Tally up the lines in the following entries where the string "clone" appears, and answer with the number alone.
**** DATA RECORDS ****
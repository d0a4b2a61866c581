#![allow(dead_code)]

use chartsync_storage::LocalStore;
use chartsync_sync::mock::MemoryRemote;
use chartsync_sync::{
    IdentityProvider, StaticIdentity, SyncConfig, SyncContext, SyncEngine, TableMapping,
    TableRegistry,
};
use chartsync_types::{Record, RecordId, Timestamp};
use std::sync::Arc;
use tracing_subscriber::EnvFilter;

/// Enables log output for a test run (`RUST_LOG=chartsync_sync=debug`).
pub fn init_tracing() {
    let _ = tracing_subscriber::fmt()
        .with_env_filter(EnvFilter::from_default_env())
        .with_test_writer()
        .try_init();
}

pub struct Harness {
    pub ctx: Arc<SyncContext>,
    pub remote: Arc<MemoryRemote>,
    pub engine: Arc<SyncEngine>,
    pub identity: Arc<StaticIdentity>,
}

impl Harness {
    pub fn store(&self) -> &LocalStore {
        &self.ctx.store
    }

    /// Waits for queued audit entries to land.
    pub async fn flush_audit(&self) {
        self.ctx.audit.flush().await;
    }
}

pub fn harness(online: bool) -> Harness {
    harness_with(SyncConfig::default(), online)
}

pub fn harness_with(config: SyncConfig, online: bool) -> Harness {
    build(config, None, online)
}

pub fn harness_with_registry(registry: TableRegistry, online: bool) -> Harness {
    build(SyncConfig::default(), Some(registry), online)
}

pub fn harness_on(store: LocalStore, online: bool) -> Harness {
    build_on(store, SyncConfig::default(), None, online)
}

fn build(config: SyncConfig, registry: Option<TableRegistry>, online: bool) -> Harness {
    build_on(LocalStore::open_in_memory().unwrap(), config, registry, online)
}

fn build_on(
    store: LocalStore,
    config: SyncConfig,
    registry: Option<TableRegistry>,
    online: bool,
) -> Harness {
    init_tracing();
    let remote = Arc::new(MemoryRemote::new());
    let identity = Arc::new(StaticIdentity::new("nurse-1"));
    let provider: Arc<dyn IdentityProvider> = identity.clone();
    let ctx = match registry {
        Some(registry) => SyncContext::with_registry(
            config,
            registry,
            store,
            remote.clone(),
            provider,
            online,
        ),
        None => SyncContext::new(config, store, remote.clone(), provider, online),
    }
    .unwrap();
    let engine = SyncEngine::new(ctx.clone());
    Harness {
        ctx,
        remote,
        engine,
        identity,
    }
}

/// Registry with two plain tables, `x` before `y`.
pub fn two_table_registry() -> TableRegistry {
    use chartsync_sync::SyncTier;
    TableRegistry::from_mappings(vec![
        TableMapping::new("x", "x", "remote_x", SyncTier::Core, false),
        TableMapping::new("y", "y", "remote_y", SyncTier::Clinical, true),
    ])
    .unwrap()
}

pub fn id(id: &str) -> RecordId {
    RecordId::parse(id).unwrap()
}

pub fn record(id: &str, ts: i64) -> Record {
    Record::new(RecordId::parse(id).unwrap(), Timestamp::from_millis(ts))
        .with_field("name", format!("record {id}"))
}

pub fn wire(id: &str, ts: i64, name: &str) -> serde_json::Value {
    serde_json::json!({
        "id": id,
        "updatedAt": Timestamp::from_millis(ts).to_rfc3339(),
        "name": name,
    })
}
****
**PROBLEM SOLUTION:**
4